“Slave to the Traffic Light” is not quite an instrumental…though I think it qualifies as an honorary one. It’s a song that varies in length but usually clocks in at around ten minutes or so. The lyrics, such as they are, are dealt with in what feels like about twenty seconds. It’s a song about the experience of listening to it. Of floating away on it. Of letting it remind you of where you were. When you were. How you were.
You were.
Driving down to Florida from New Jersey. Two or three hours into the journey. I was already gone. I was never going home. Not that home. I had burned as much music as I could for the ride, and it was hidden away on a Phish mix somebody posted. It was a live version of “Slave to the Traffic Light,” and I couldn’t tell you know what show it was from, where he found it, why he included that one over the literally hundreds of others. But it was gorgeous. The sky was flat, expansive black. My windows were down. There were white lights on tall poles far off in the distance, and then, as the song swelled, around me.

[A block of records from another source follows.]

// brook/src/ops/sleep.rs

//! Deliberate pacing: blocks the calling thread for a fixed duration before
//! forwarding every n-th pulled position. The only operator that stalls.

use std::sync::Arc;
use std::time::Duration;

use crate::error::BrookResult;
use crate::protocol::{BoxConsumer, BoxHandle, ChainControl, Consumer, Producer};

pub struct SleepOp<T> {
  upstream: Arc<dyn Producer<T>>,
  every: usize,
  duration: Duration,
}

impl<T> SleepOp<T> {
  pub fn new(upstream: Arc<dyn Producer<T>>, every: usize, duration: Duration) -> Self {
    Self {
      upstream,
      every: every.max(1),
      duration,
    }
  }
}

impl<T: Clone + Send + Sync + 'static> Producer<T> for SleepOp<T> {
  fn subscribe(&self, consumer: BoxConsumer<T>) -> BoxHandle {
    self.upstream.subscribe(Box::new(SleepConsumer {
      downstream: consumer,
      every: self.every,
      duration: self.duration,
      pulled: 0,
    }))
  }
}

struct SleepConsumer<T> {
  downstream: BoxConsumer<T>,
  every: usize,
  duration: Duration,
  pulled: usize,
}

impl<T> SleepConsumer<T> {
  fn pace(&mut self) {
    self.pulled += 1;
    if self.pulled % self.every == 0 {
      std::thread::sleep(self.duration);
    }
  }
}

impl<T> Consumer<T> for SleepConsumer<T> {
  fn next(&mut self, value: T) -> BrookResult<ChainControl> {
    self.pace();
    self.downstream.next(value)
  }

  fn next_absent(&mut self) -> BrookResult<ChainControl> {
    self.pace();
    self.downstream.next_absent()
  }

  fn on_complete(&mut self) {
    self.downstream.on_complete();
  }

  fn on_cancelled(&mut self) {
    self.downstream.on_cancelled();
  }

  fn on_error(&mut self, error: anyhow::Error) -> BrookResult<ChainControl> {
    self.downstream.on_error(error)
  }
}
// brook/src/ops/skip.rs

//! Drops the first `count` positions (absent positions included), then
//! forwards the remainder unchanged. While skipping, pulls are rewritten to
//! `DropThenFetch` so generator sources can bound the drop with their budget.

use std::cell::RefCell;
use std::rc::Rc;
use std::sync::Arc;

use crate::error::BrookResult;
use crate::protocol::{BoxConsumer, BoxHandle, ChainControl, Consumer, Demand, Handle, Producer};

pub struct SkipOp<T> {
  upstream: Arc<dyn Producer<T>>,
  count: usize,
}

impl<T> SkipOp<T> {
  pub fn new(upstream: Arc<dyn Producer<T>>, count: usize) -> Self {
    Self { upstream, count }
  }
}

impl<T: Clone + Send + Sync + 'static> Producer<T> for SkipOp<T> {
  fn subscribe(&self, consumer: BoxConsumer<T>) -> BoxHandle {
    let core = Rc::new(RefCell::new(SkipCore {
      downstream: consumer,
      to_skip: self.count,
      ended: false,
    }));
    let upstream = self.upstream.subscribe(Box::new(SkipFeed { core: core.clone() }));
    Box::new(SkipHandle { upstream, core })
  }
}

struct SkipCore<T> {
  downstream: BoxConsumer<T>,
  to_skip: usize,
  ended: bool,
}

struct SkipFeed<T> {
  core: Rc<RefCell<SkipCore<T>>>,
}

impl<T> SkipFeed<T> {
  fn deliver(&mut self, slot: Option<T>) -> BrookResult<ChainControl> {
    let mut core = self.core.borrow_mut();
    if core.to_skip > 0 {
      core.to_skip -= 1;
      return Ok(ChainControl::Continue);
    }
    match slot {
      Some(value) => core.downstream.next(value),
      None => core.downstream.next_absent(),
    }
  }
}

impl<T> Consumer<T> for SkipFeed<T> {
  fn next(&mut self, value: T) -> BrookResult<ChainControl> {
    self.deliver(Some(value))
  }

  fn next_absent(&mut self) -> BrookResult<ChainControl> {
    self.deliver(None)
  }

  fn on_complete(&mut self) {
    let mut core = self.core.borrow_mut();
    core.ended = true;
    core.downstream.on_complete();
  }

  fn on_cancelled(&mut self) {
    let mut core = self.core.borrow_mut();
    core.ended = true;
    core.downstream.on_cancelled();
  }

  fn on_error(&mut self, error: anyhow::Error) -> BrookResult<ChainControl> {
    self.core.borrow_mut().downstream.on_error(error)
  }
}

struct SkipHandle<T> {
  upstream: BoxHandle,
  core: Rc<RefCell<SkipCore<T>>>,
}

impl<T> Handle for SkipHandle<T> {
  fn request(&mut self, demand: Demand) -> BrookResult<()> {
    if demand != Demand::DrainAll {
      // Work off the skip phase first; each pull drops exactly one position.
      loop {
        let pending = {
          let core = self.core.borrow();
          if core.ended {
            return Ok(());
          }
          core.to_skip
        };
        if pending == 0 {
          break;
        }
        self.upstream.request(Demand::DropThenFetch(pending))?;
      }
    }
    self.upstream.request(demand)
  }

  fn cancel(&mut self) {
    self.upstream.cancel();
  }
}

One of those very rare moments that I could actually feel my life changing.
Outside, after Hurricane Wilma. A house with no electricity. Trucks had stopped by several times that day, offering bags and blocks of ice to keep our food from spoiling. I waved them on. I was sure families needed it more. At night it sweltered. I took a pillow and a blanket and I laid outside. Everything was so quiet and still. I kept my eyes open. I stared up at the stars. “Slave to the Traffic Light” came on my iPod. It traced the stars with me. Reminded me of how much there was out there to see. For what should have been a night of inconvenience, it’s one of the most relaxing things I can remember.
Shoveling snow in New Jersey. My long, long driveway. My father and brother inside. They weren’t very interested in clearing any of it away. They enjoyed the downtime. Snow was an excuse to not do anything. But I had to be at work the next day, and I knew that if I let the snow freeze overnight, trying to force my car onto the road was going to be an exercise in layered frustration. So I shoveled. Alone. I brought out a small stereo. I played a show from Binghamton in 1995. This song came on toward the end. I remember the shovelfuls of snow breaking apart in the air, in the sunlight, in the glimmers of the fading afternoon to the twinkling of Page McConnell’s gentle keys.
Driving in Montreal, where all of the street signs were in French. A friend I wouldn’t see many times more was sleeping in the passenger seat. This song almost always seems to play at night. The stars are in her eyelashes, and to this day I don’t know that I’ve ever seen a face so vulnerable and at peace. When she was awake we’d listen to Pink Floyd, and I’d hear songs of theirs I never knew existed. While she slept I’d listen to Phish, and fall in love with being alive in the way that you only can at night, in an unfamiliar city, dead tired, with somebody dreaming at your shoulder.
An ex-girlfriend. One I would eventually be afraid I had lost forever. But I didn’t. She was stronger than that. She was stronger than I was. She called me from work. She’d just listened to a version of “Slave to the Traffic Light” from 1998 that I’d posted online. She wanted to tell me how beautiful it was. She wanted to tell me that she couldn’t stop listening to it. One thing I’ve learned in my life is that you can’t count on having overlap with others in terms of the music that moves you. When you find it, make a point of cherishing it.
Sitting around a campfire in Coventry, Vermont. The night of Phish’s final concert. Or so we, and they, believed at the time. We were at a campsite, with some fellow travelers who were also refused admission…despite having purchased tickets. Mutual tragedy brought us together. We listened to the band’s farewell show on somebody’s car stereo, while we watched the fire slowly die out. Not counting the encore, Phish ended their last concert with a low-key but elegant “Slave to the Traffic Light.” It was the perfect soundtrack to a dying flame, and the temporary intersection of lives that would not meet again.
I think I like instrumentals so much because they’re absorbent. They tend to collect the memories that happen around them.
“Slave to the Traffic Light” is a song of triumph. At least, it is to me. A song of swirling, circular triumph…and memories of things past, and people who exist only in my past.
I like music that doesn’t need lyrics.
Years ago I was bored by it. I wondered why it didn’t have any lyrics. I think I even wondered if maybe you were expected to invent your own lyrics.
Now I realize it’s just music to live your life to.
Music to help you feel the way you’re supposed to feel when you’re living the life you’re supposed to be living.
I like music that doesn’t need lyrics.
I love music that doesn’t have need lyrics.